All my pond fish have open sores
Hello,
I have a 95 gallon in-ground pond that has been running for the second year.
All of my fish, seven 4" comets and one 7" calico goldfish have developed a severe case of open sores.
<This is very bad...>
  Reading some disease facts on your site, I believe they have Furunculosis.
<Me too... or some extreme environmental insult>
These are the same fish I had last year with no problems.  I have been told by my LFS to use Pond Melafix to treat the pond.
<Ehhh... what?>
After 4 days of usage I have not seen any improvement in the sores.  I am at a loss of what to do next.  My questions are if I should do any of the following: Should I continue this treatment, try some other med, do a large water change, add salt?
<Please review the article on Furunculosis... if all fishes are affected I would encourage you to commence a regimen of antibiotic laced food/s>
I would appreciate any help you could give me as the situation looks severe.
Background
Early this year, I added a bio filter to the existing bubbler pump to help filtration and a trickling flagstone rock waterfall.  The water has been clear, which I contribute to the filtering abilities of the thriving water hyacinth, lettuce, and a water Lily.  I have not been in the practice, however, of testing the water as I did not for the first year which was very successful.  The same has held true for this year except for the open sores in the fish.  I perform a 15 gallon water change about every month.
Feeding is once a day without overfeeding where the fish are always eager and active to eat.  Circulation and oxygenation is very adequate.  I have used the Micro Lift product two times, once in the early spring, and once about 1 month later.  Temperatures, as of first noticing the disease, have been low in the upper 50's to high in the mid 70s.
Thanks,
Glenn Koenig
<Do you have a sophisticated store where you might take some of your fish for their inspection?
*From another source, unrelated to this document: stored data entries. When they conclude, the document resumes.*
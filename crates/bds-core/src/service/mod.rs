// ── Feature services ──
//
// Each service wraps one backend area. They share the gateway, the live
// configuration and, where the feature is real-time, the hub multiplexer.

pub mod auth;
pub mod blog;
pub mod calendar;
pub mod chat;
pub mod cms;
pub mod commerce;
pub mod forum;
pub mod guard;
pub mod platform;
pub mod profile;
pub mod search;
pub mod translation;

pub use auth::{
    AuthOptions, AuthService, ExternalSignOut, RefreshOutcome, SessionEvent, TokenHolder,
};
pub use blog::BlogService;
pub use calendar::CalendarService;
pub use chat::{ChatEvent, ChatOptions, ChatService, EmojiGroup};
pub use cms::{CatalogChanged, CmsOptions, CmsService, ContentConverter, LoadedContent};
pub use commerce::CommerceService;
pub use forum::ForumService;
pub use guard::{AccessPolicy, GuardOptions, Navigation, RouteGuard, RouteMeta, SessionPolicy};
pub use platform::PlatformService;
pub use profile::{ProfileService, ProfileSnapshot};
pub use search::SearchService;
pub use translation::{LocaleLoader, NoBundles, TranslationOptions, TranslationService};
// Forum topics, threads and posts.

use std::sync::Arc;

use bds_api::{ApiClient, RequestOptions};
use serde_json::Value;

use crate::error::CoreError;
use crate::model::{Post, Thread, Topic};

const FORUM_PATH: &str = "api/soc/v1/forum";
const POST_FILTERS: &str = "SOC.BlogPost:key|id|meta|title|fullAvatar";

pub struct ForumService {
    api: Arc<ApiClient>,
}

impl ForumService {
    pub fn new(api: Arc<ApiClient>) -> Self {
        Self { api }
    }

    // ── Topics and threads ───────────────────────────────────────────

    pub async fn get_topics(
        &self,
        limit: u32,
        scroll_id: Option<&str>,
    ) -> Result<Vec<Topic>, CoreError> {
        let opts = RequestOptions::new().paged(limit, scroll_id);
        let path = format!("{FORUM_PATH}/topics");
        let resp = self.api.get::<Option<Vec<Topic>>>(&path, &opts).await?;
        Ok(resp.into_data().unwrap_or_default())
    }

    pub async fn get_topic(&self, topic_id: &str) -> Result<Option<Topic>, CoreError> {
        Ok(self
            .api
            .get(&format!("{FORUM_PATH}/topic/{topic_id}"), &RequestOptions::default())
            .await?
            .into_data())
    }

    pub async fn get_threads(
        &self,
        topic_id: &str,
        limit: u32,
        scroll_id: Option<&str>,
    ) -> Result<Vec<Thread>, CoreError> {
        let resp = self
            .api
            .get::<Option<Vec<Thread>>>(
                &format!("{FORUM_PATH}/topic/{topic_id}/threads"),
                &RequestOptions::new().paged(limit, scroll_id),
            )
            .await?;
        Ok(resp.into_data().unwrap_or_default())
    }

    pub async fn get_thread(&self, thread_id: &str) -> Result<Option<Thread>, CoreError> {
        Ok(self
            .api
            .get(&format!("{FORUM_PATH}/{thread_id}"), &RequestOptions::default())
            .await?
            .into_data())
    }

    // ── Posts ────────────────────────────────────────────────────────

    pub async fn get_posts(
        &self,
        thread_id: &str,
        limit: u32,
        scroll_id: Option<&str>,
    ) -> Result<Vec<Post>, CoreError> {
        let opts = RequestOptions::new().filters([POST_FILTERS]).paged(limit, scroll_id);
        let resp = self
            .api
            .get::<Option<Vec<Post>>>(&format!("{FORUM_PATH}/{thread_id}/posts"), &opts)
            .await?;
        Ok(resp.into_data().unwrap_or_default())
    }

    pub async fn get_post(
        &self,
        thread_id: &str,
        post_id: &str,
    ) -> Result<Option<Post>, CoreError> {
        let path = format!("{FORUM_PATH}/{thread_id}/post/{post_id}");
        Ok(self.api.get(&path, &RequestOptions::default()).await?.into_data())
    }

    pub async fn put_post(&self, thread_id: &str, post: &Post) -> Result<Option<Post>, CoreError> {
        Ok(self
            .api
            .put(&format!("{FORUM_PATH}/{thread_id}/post"), post, &RequestOptions::default())
            .await?
            .into_data())
    }

    pub async fn update_post(
        &self,
        thread_id: &str,
        post_id: &str,
        post: &Post,
    ) -> Result<Option<Post>, CoreError> {
        let path = format!("{FORUM_PATH}/{thread_id}/post/{post_id}");
        Ok(self.api.post(&path, post, &RequestOptions::default()).await?.into_data())
    }

    pub async fn delete_post(&self, thread_id: &str, post_id: &str) -> Result<(), CoreError> {
        let path = format!("{FORUM_PATH}/{thread_id}/post/{post_id}");
        self.api.delete::<Value>(&path, &RequestOptions::default()).await?;
        Ok(())
    }
}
Are the sores emarginated? That is, do they have an obvious reddish zone about the openings? Bob Fenner>

Koi with fungus
I have a Koi fish who recently got a fungus infection (red spots) and I gave him a  fizz tab called fungus clear, and it almost completely cleared up, but not quite, so I changed 25% of the water and put in another one in 4 days. It  cleared up, but 4 days after I put it in, it came back, is it safe to give him a third dose? <It is probably safe to give him the third dose but what concerns me is why he keeps getting the fungus? Is he rubbing on something? Is something stressing him? What's the water quality like? You might want to try addressing these questions while doing his treatment and lets figure out what's going on to keep the fungus issues happening.  Good luck, MacL>
Thank you so much

Question about inside/outside pondfish disease
Hello and thank you in advance for answering my question.
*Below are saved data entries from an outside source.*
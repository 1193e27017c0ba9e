// ── Commerce: carts, product offers, orders ──

use serde::{Deserialize, Serialize};
use serde_json::{Map, Value};

use super::entity::{BdsEntity, impl_entity};
use super::soc::MessageBody;

#[derive(Debug, Clone, Default, PartialEq, Eq, Serialize, Deserialize)]
#[serde(default)]
pub struct Offer {
    #[serde(skip_serializing_if = "Option::is_none")]
    pub id: Option<String>,
}

#[derive(Debug, Clone, Default, PartialEq, Serialize, Deserialize)]
#[serde(default, rename_all = "camelCase")]
pub struct ProductAsset {
    #[serde(skip_serializing_if = "Option::is_none")]
    pub asset_type: Option<String>,
    #[serde(flatten)]
    pub extra: Map<String, Value>,
}

#[derive(Debug, Clone, Default, PartialEq, Serialize, Deserialize)]
#[serde(default)]
pub struct Product {
    #[serde(flatten)]
    pub entity: BdsEntity,
    #[serde(skip_serializing_if = "Vec::is_empty")]
    pub assets: Vec<ProductAsset>,
    #[serde(skip_serializing_if = "Option::is_none")]
    pub image: Option<ProductAsset>,
    #[serde(flatten)]
    pub extra: Map<String, Value>,
}

#[derive(Debug, Clone, Default, PartialEq, Serialize, Deserialize)]
#[serde(default, rename_all = "camelCase")]
pub struct ProductOffers {
    #[serde(flatten)]
    pub entity: BdsEntity,
    #[serde(skip_serializing_if = "Option::is_none")]
    pub current_offer: Option<Offer>,
    #[serde(skip_serializing_if = "Option::is_none")]
    pub full_product: Option<Product>,
    #[serde(skip_serializing_if = "Vec::is_empty")]
    pub offers: Vec<Offer>,
    #[serde(flatten)]
    pub extra: Map<String, Value>,
}

#[derive(Debug, Clone, Default, PartialEq, Serialize, Deserialize)]
#[serde(default, rename_all = "camelCase")]
pub struct ProductOffersResponse {
    pub product_offers: ProductOffers,
}

#[derive(Debug, Clone, Copy, Default, PartialEq, Serialize, Deserialize)]
#[serde(default)]
pub struct ProductQuantity {
    pub value: f64,
}

#[derive(Debug, Clone, Default, PartialEq, Serialize, Deserialize)]
#[serde(default, rename_all = "camelCase")]
pub struct CartLine {
    pub line_number: String,
    pub quantity: ProductQuantity,
    #[serde(skip_serializing_if = "Option::is_none")]
    pub product_offers: Option<ProductOffers>,
}

#[derive(Debug, Clone, Default, PartialEq, Serialize, Deserialize)]
#[serde(default)]
pub struct Cart {
    #[serde(flatten)]
    pub entity: BdsEntity,
    pub lines: Vec<CartLine>,
    #[serde(flatten)]
    pub extra: Map<String, Value>,
}

impl Cart {
    pub fn line(&self, line_number: &str) -> Option<&CartLine> {
        self.lines.iter().find(|l| l.line_number == line_number)
    }
}

#[derive(Debug, Clone, Default, PartialEq, Serialize, Deserialize)]
#[serde(default)]
pub struct Order {
    #[serde(flatten)]
    pub entity: BdsEntity,
    #[serde(flatten)]
    pub extra: Map<String, Value>,
}

/// Product review; same shape as any other message.
pub type Review = MessageBody;

impl_entity!(Product, ProductOffers, Cart, Order);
<Hello, Gayle...Jorie here tonight - I'll try my best to help you!>
(1)  I had 10 fish in an outside tank until September 18th when I brought them in for the winter.  I used 50% of their water from outside tank and 50% new water.  Tank has 150 gallons in it.  It has aquarium salt added.  The water temperature was exactly the same when moved from outside tank to inside tank.
<What type of fish are we talking about? Just goldies or something else as well? How long have they been in their present tank set-up?  It's great that you used 50% "old" (and I am assuming it was old enough to have been a fully cycled tank) water, but I would still suggest you closely monitor ammonia, nitrite and nitrates for a while.  Have you have taken any measurements? If so, could you let me know what they were reading? And, definitely good that you matched the temperature...did you check to see if the pH was the same as well? Something else to consider...>
(2)  The 2 very large Comets became so stressed they were attacking the other fish.  They were removed.  2 Koi appeared to have serious Gill Disease and were removed.  Leaving 4 (6 inch) Koi and 2 (3 inch) Comets.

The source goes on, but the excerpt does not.